First up: phonics flashcards. I give a quick assessment to see the need. This can just be a quick run through on the flashcards, a previous assessment you’ve done, or a quick check on paper (which is good to have for documentation purposes!). Depending on the needs of your students, you can choose the cards with the pattern colored or not. Send them home, work with them in class, and incorporate them into daily writing. Whatever you do- DO NOT teach your students to memorize them. That will not help them become a better reader and won’t help them in the long run.

The words "pail" and "pain" on flashcards displayed with pens and sticky notes.

Along with focusing on the individual phonics patterns, make sure students are practicing the patterns in context. Fluency strips are a great way for students to practice individual skills while also getting the fluency practice in. Do as a warm up or closing practice for intervention–students can read with partners or parent volunteers, or pull students for quick fluency checks. My favorite thing to do is with Seesaw: put the fluency strips together and have students record themselves reading them on seesaw. Then they can go back and listen to it themselves, and you have the recording of them reading for data and communication purposes.

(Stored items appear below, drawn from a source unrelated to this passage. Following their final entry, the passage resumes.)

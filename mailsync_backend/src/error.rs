//! Error kinds shared by every collaborator call.
//!
//! Storage and startup plumbing use `anyhow`; calls that leave the process
//! (mail provider, text generation, chat delivery) return [`ServiceError`] so
//! callers can tell a retryable hiccup from a revoked credential.

use thiserror::Error;

#[derive(Debug, Clone, Error, PartialEq, Eq)]
pub enum ServiceError {
    /// Network timeout, rate limit or 5xx. Retried by the caller's policy.
    #[error("transient failure: {0}")]
    Transient(String),
    /// Revoked credential or invalid subscription. Never retried.
    #[error("authorization failed: {0}")]
    Auth(String),
    /// The stored change cursor is too old for the provider to diff from.
    #[error("change cursor expired: {0}")]
    CursorExpired(String),
    #[error("not found: {0}")]
    NotFound(String),
    #[error("{0}")]
    Permanent(String),
}

impl ServiceError {
    pub fn is_transient(&self) -> bool {
        matches!(self, ServiceError::Transient(_))
    }

    pub fn is_auth(&self) -> bool {
        matches!(self, ServiceError::Auth(_))
    }

    /// Local storage failures end the current unit of work without retry.
    pub fn storage(error: anyhow::Error) -> Self {
        ServiceError::Permanent(format!("storage: {:#}", error))
    }

    /// Map a reqwest transport error. Anything that never reached the server,
    /// or timed out waiting for it, is transient.
    pub fn from_transport(context: &str, error: &reqwest::Error) -> Self {
        if error.is_timeout() || error.is_connect() || error.is_request() {
            ServiceError::Transient(format!("{}: {}", context, error))
        } else {
            ServiceError::Permanent(format!("{}: {}", context, error))
        }
    }

    /// Default status mapping for JSON APIs. Provider-specific quirks (such as
    /// Gmail's rate-limit 403) are handled by the caller before falling back here.
    pub fn from_status(context: &str, status: reqwest::StatusCode, body: &str) -> Self {
        let detail = format!("{} returned {}: {}", context, status, truncate(body, 300));
        match status.as_u16() {
            401 | 403 => ServiceError::Auth(detail),
            404 => ServiceError::NotFound(detail),
            408 | 429 => ServiceError::Transient(detail),
            code if code >= 500 => ServiceError::Transient(detail),
            _ => ServiceError::Permanent(detail),
        }
    }
}

fn truncate(text: &str, max_chars: usize) -> String {
    if text.chars().count() <= max_chars {
        text.to_string()
    } else {
        let mut out: String = text.chars().take(max_chars).collect();
        out.push('…');
        out
    }
}
use std::sync::Arc;

use anyhow::{anyhow, Context, Result};
use base64::Engine;
use serde::Deserialize;

use crate::collaborators::Collaborators;
use crate::error::ServiceError;
use crate::gmail::string_or_number;
use crate::sync_engine::{AdvanceOutcome, SyncEngine};

/// Pub/Sub push request body.
#[derive(Debug, Deserialize)]
pub struct PushEnvelope {
    pub message: PushMessage,
    #[serde(default)]
    pub subscription: Option<String>,
}

#[derive(Debug, Deserialize)]
#[serde(rename_all = "camelCase")]
pub struct PushMessage {
    #[serde(default)]
    pub data: Option<String>,
    #[serde(default, alias = "message_id")]
    pub message_id: Option<String>,
}

#[derive(Debug, Clone, PartialEq, Eq, Deserialize)]
#[serde(rename_all = "camelCase")]
pub struct PushNotification {
    pub email_address: String,
    #[serde(default, deserialize_with = "string_or_number")]
    pub history_id: Option<String>,
}

impl PushEnvelope {
    /// Decode the base64 JSON payload Gmail publishes.
    pub fn notification(&self) -> Result<(String, String)> {
        let data = self
            .message
            .data
            .as_deref()
            .filter(|d| !d.trim().is_empty())
            .ok_or_else(|| anyhow!("push message has no data"))?;
        let bytes = base64::engine::general_purpose::STANDARD
            .decode(data.trim())
            .or_else(|_| base64::engine::general_purpose::URL_SAFE.decode(data.trim()))
            .context("push data is not base64")?;
        let payload: PushNotification =
            serde_json::from_slice(&bytes).context("push data is not a Gmail notification")?;

        let email = payload.email_address.trim().to_string();
        let cursor = payload
            .history_id
            .ok_or_else(|| anyhow!("notification for {} has no historyId", email))?;
        if email.is_empty() {
            return Err(anyhow!("notification has no emailAddress"));
        }
        Ok((email, cursor))
    }
}

/// Resolves push events to accounts and hands them to the sync engine.
pub struct NotificationIngestor {
    collab: Collaborators,
    engine: Arc<SyncEngine>,
}

impl NotificationIngestor {
    pub fn new(collab: Collaborators, engine: Arc<SyncEngine>) -> Self {
        Self { collab, engine }
    }

    /// Returns `None` when no active subscription matches the address.
    pub async fn on_push_notification(
        &self,
        account_email: &str,
        cursor: &str,
    ) -> Result<Option<AdvanceOutcome>, ServiceError> {
        tracing::info!("Push notification for {} (cursor {})", account_email, cursor);

        let account = match self
            .collab
            .db
            .find_active_integration_by_email(account_email)
            .map_err(ServiceError::storage)?
        {
            Some(account) => account,
            None => {
                tracing::info!("No active integration found for {}", account_email);
                return Ok(None);
            }
        };

        let outcome = self.engine.advance(&account.id, cursor).await?;
        tracing::info!(
            "Applied notification for {}: {} new item(s), {} delivered",
            account_email,
            outcome.item_ids.len(),
            outcome.delivered
        );
        Ok(Some(outcome))
    }
}

#[cfg(test)]
mod tests {
    use super::*;
    use crate::reply::ReplyStateMachine;
    use crate::subscription::SubscriptionManager;
    use crate::test_support::{mail_item, Harness};

    fn envelope(payload: serde_json::Value) -> PushEnvelope {
        let data = base64::engine::general_purpose::STANDARD.encode(payload.to_string());
        serde_json::from_value(serde_json::json!({
            "message": {"data": data, "messageId": "1"},
            "subscription": "projects/p/subscriptions/s"
        }))
        .unwrap()
    }

    fn ingestor(harness: &Harness) -> NotificationIngestor {
        let subscriptions = Arc::new(SubscriptionManager::new(harness.collaborators()));
        let reply = Arc::new(ReplyStateMachine::new(harness.collaborators()));
        let engine = Arc::new(SyncEngine::new(harness.collaborators(), subscriptions, reply, 4));
        NotificationIngestor::new(harness.collaborators(), engine)
    }

    #[test]
    fn envelope_accepts_numeric_and_string_history_ids() {
        let numeric = envelope(serde_json::json!({"emailAddress": "a@example.com", "historyId": 105}));
        assert_eq!(
            numeric.notification().unwrap(),
            ("a@example.com".to_string(), "105".to_string())
        );
        let text = envelope(serde_json::json!({"emailAddress": "a@example.com", "historyId": "106"}));
        assert_eq!(text.notification().unwrap().1, "106");
    }

    #[test]
    fn envelope_without_cursor_is_rejected() {
        assert!(envelope(serde_json::json!({"emailAddress": "a@example.com"}))
            .notification()
            .is_err());
        let empty: PushEnvelope = serde_json::from_value(serde_json::json!({"message": {}})).unwrap();
        assert!(empty.notification().is_err());
    }

    #[tokio::test]
    async fn notification_from_100_to_105_delivers_two_items() {
        let harness = Harness::new();
        let account = harness.active_account("alice@example.com", 42, "100");
        harness.provider.add_item(mail_item("m1", "One", "a <a@example.com>"));
        harness.provider.add_item(mail_item("m2", "Two", "b <b@example.com>"));
        harness.provider.set_changes("100", &["m1", "m2"], None);

        let outcome = ingestor(&harness)
            .on_push_notification("alice@example.com", "105")
            .await
            .unwrap()
            .unwrap();

        assert_eq!(outcome.item_ids, vec!["m1", "m2"]);
        assert_eq!(harness.db.count_contexts(42).unwrap(), 2);
        assert_eq!(harness.chat.deliveries().len(), 2);
        assert_eq!(
            harness.db.get_integration(&account.id).unwrap().unwrap().watch.cursor.as_deref(),
            Some("105")
        );
    }

    #[tokio::test]
    async fn unknown_or_inactive_accounts_are_ignored() {
        let harness = Harness::new();
        harness.linked_account("idle@example.com", 9);
        let ingestor = ingestor(&harness);

        assert_eq!(ingestor.on_push_notification("nobody@example.com", "5").await, Ok(None));
        assert_eq!(ingestor.on_push_notification("idle@example.com", "5").await, Ok(None));
        assert!(harness.provider.calls().is_empty());
    }
}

5 different short vowel sentences on different colored strips

Last but not least- nonsense words. What I’ve noticed in 3rd grade is that students have done A LOT of memorizing by now. Giving them words they do not recognize makes them actually decode them–giving them that extra practice. These cards are a fun way to make it into a game. I put colored dots next to each answer. I tell them the word to find, and they have to race to find the correct color. It’s really good for those letters that are so similar, and forces them to slow down and read them. You can pick out the skill you are working on with your students or use it as a review.

nonsense words on multi colored cards

Intervention can be super overwhelming, but it doesn’t all have to be done at once. Sometimes it feels like as teachers we have to do it ALL RIGHT NOW. But we don’t. Take everything one step at a time and it will be easier the more you figure it out.

picture of backpack entering classroom with the words "the back to school chaos is over, now what?" over top.